What you are asked to do: A single number is wanted: how many lines of the data include the string "label".

----

//! Key-value persistence for small structured records
//!
//! The credential store only ever talks to a [`KeyValueStore`]. Values are
//! JSON documents addressed by string keys, mirroring browser local storage.
//!
//! Every implementation here is fail-open: a value that cannot be read is
//! reported as absent and a write that cannot be completed is dropped. Both
//! cases emit a `tracing` warning instead of an error, since losing a demo
//! session or account is preferable to refusing to start.
//!
//! There is no cross-process locking. Two processes sharing one
//! [`JsonFileStore`] file are last-writer-wins.

use std::collections::HashMap;
use std::path::PathBuf;
use std::sync::RwLock;

use serde::{de::DeserializeOwned, Serialize};
use serde_json::{Map, Value};

use super::file_io::{read_json, write_json_atomic};

/// Get/set/remove of JSON values by string key
pub trait KeyValueStore {
    /// Read a value, `None` when missing or unreadable
    fn get(&self, key: &str) -> Option<Value>;

    /// Store a value, replacing any previous one
    fn set(&self, key: &str, value: Value);

    /// Delete a value; removing a missing key is a no-op
    fn remove(&self, key: &str);
}

/// Read a typed record, treating malformed data as absent
pub fn read_as<T, S>(store: &S, key: &str) -> Option<T>
where
    T: DeserializeOwned,
    S: KeyValueStore + ?Sized,
{
    let value = store.get(key)?;
    match serde_json::from_value(value) {
        Ok(record) => Some(record),
        Err(e) => {
            tracing::warn!(key, error = %e, "ignoring malformed stored value");
            None
        }
    }
}

/// Serialize and store a typed record
pub fn write_as<T, S>(store: &S, key: &str, record: &T)
where
    T: Serialize + ?Sized,
    S: KeyValueStore + ?Sized,
{
    match serde_json::to_value(record) {
        Ok(value) => store.set(key, value),
        Err(e) => tracing::warn!(key, error = %e, "could not serialize value, not stored"),
    }
}

/// In-process store, lost when dropped
#[derive(Debug, Default)]
pub struct MemoryStore {
    entries: RwLock<HashMap<String, Value>>,
}

impl MemoryStore {
    pub fn new() -> Self {
        Self::default()
    }
}

impl KeyValueStore for MemoryStore {
    fn get(&self, key: &str) -> Option<Value> {
        match self.entries.read() {
            Ok(entries) => entries.get(key).cloned(),
            Err(e) => {
                tracing::warn!(key, error = %e, "memory store lock poisoned on read");
                None
            }
        }
    }

    fn set(&self, key: &str, value: Value) {
        match self.entries.write() {
            Ok(mut entries) => {
                entries.insert(key.to_string(), value);
            }
            Err(e) => tracing::warn!(key, error = %e, "memory store lock poisoned on write"),
        }
    }

    fn remove(&self, key: &str) {
        match self.entries.write() {
            Ok(mut entries) => {
                entries.remove(key);
            }
            Err(e) => tracing::warn!(key, error = %e, "memory store lock poisoned on remove"),
        }
    }
}

/// Store backed by a single JSON object file
///
/// The file is re-read on every access so that changes made by another
/// process are picked up; writes replace the whole file atomically.
#[derive(Debug, Clone)]
pub struct JsonFileStore {
    path: PathBuf,
}

impl JsonFileStore {
    pub fn new(path: PathBuf) -> Self {
        Self { path }
    }

    pub fn path(&self) -> &PathBuf {
        &self.path
    }

    fn load(&self) -> Map<String, Value> {
        match read_json::<Map<String, Value>, _>(&self.path) {
            Ok(map) => map,
            Err(e) => {
                tracing::warn!(
                    path = %self.path.display(),
                    error = %e,
                    "treating unreadable store as empty"
                );
                Map::new()
            }
        }
    }

    fn persist(&self, map: &Map<String, Value>) {
        if let Err(e) = write_json_atomic(&self.path, map) {
            tracing::warn!(path = %self.path.display(), error = %e, "store write dropped");
        }
    }
}

impl KeyValueStore for JsonFileStore {
    fn get(&self, key: &str) -> Option<Value> {
        self.load().remove(key)
    }

    fn set(&self, key: &str, value: Value) {
        let mut map = self.load();
        map.insert(key.to_string(), value);
        self.persist(&map);
    }

    fn remove(&self, key: &str) {
        let mut map = self.load();
        if map.remove(key).is_some() {
            self.persist(&map);
        }
    }
}

#[cfg(test)]
mod tests {
    use super::*;
    use serde::Deserialize;
    use serde_json::json;
    use tempfile::TempDir;

    #[derive(Debug, PartialEq, Serialize, Deserialize)]
    struct Marker {
        label: String,
    }

    #[test]
    fn test_memory_store_set_get_remove() {
        let store = MemoryStore::new();
        assert!(store.get("k").is_none());

        store.set("k", json!({"a": 1}));
        assert_eq!(store.get("k"), Some(json!({"a": 1})));

        store.remove("k");
        assert!(store.get("k").is_none());

        // Removing again is harmless
        store.remove("k");
    }

    #[test]
    fn test_typed_helpers() {
        let store = MemoryStore::new();
        write_as(&store, "m", &Marker { label: "x".into() });

        let back: Option<Marker> = read_as(&store, "m");
        assert_eq!(back, Some(Marker { label: "x".into() }));
    }

    #[test]
    fn test_malformed_typed_value_reads_as_absent() {
        let store = MemoryStore::new();
        store.set("m", json!([1, 2, 3]));

        let back: Option<Marker> = read_as(&store, "m");
        assert!(back.is_none());
    }

    #[test]
    fn test_file_store_persists_across_instances() {
        let temp_dir = TempDir::new().unwrap();
        let path = temp_dir.path().join("store.json");

        JsonFileStore::new(path.clone()).set("session", json!({"username": "a@b.co"}));

        let reopened = JsonFileStore::new(path);
        assert_eq!(
            reopened.get("session"),
            Some(json!({"username": "a@b.co"}))
        );
    }

    #[test]
    fn test_file_store_keeps_other_keys() {
        let temp_dir = TempDir::new().unwrap();
        let store = JsonFileStore::new(temp_dir.path().join("store.json"));

        store.set("one", json!(1));
        store.set("two", json!(2));
        store.remove("one");

        assert!(store.get("one").is_none());
        assert_eq!(store.get("two"), Some(json!(2)));
    }

    // Fail-open policy: a corrupt file is read as empty, and the next write
    // replaces it rather than erroring.
    #[test]
    fn test_corrupt_file_is_treated_as_empty() {
        let temp_dir = TempDir::new().unwrap();
        let path = temp_dir.path().join("store.json");
        std::fs::write(&path, "{{{ definitely not json").unwrap();

        let store = JsonFileStore::new(path);
        assert!(store.get("anything").is_none());

        store.set("fresh", json!(true));
        assert_eq!(store.get("fresh"), Some(json!(true)));
    }

    // Fail-open policy: an unwritable location drops the write silently.
    #[test]
    fn test_unwritable_location_drops_write() {
        let temp_dir = TempDir::new().unwrap();
        let blocker = temp_dir.path().join("blocker");
        std::fs::write(&blocker, "a file, not a directory").unwrap();

        let store = JsonFileStore::new(blocker.join("store.json"));
        store.set("k", json!(1));
        assert!(store.get("k").is_none());
    }
}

----

Exercise output: 3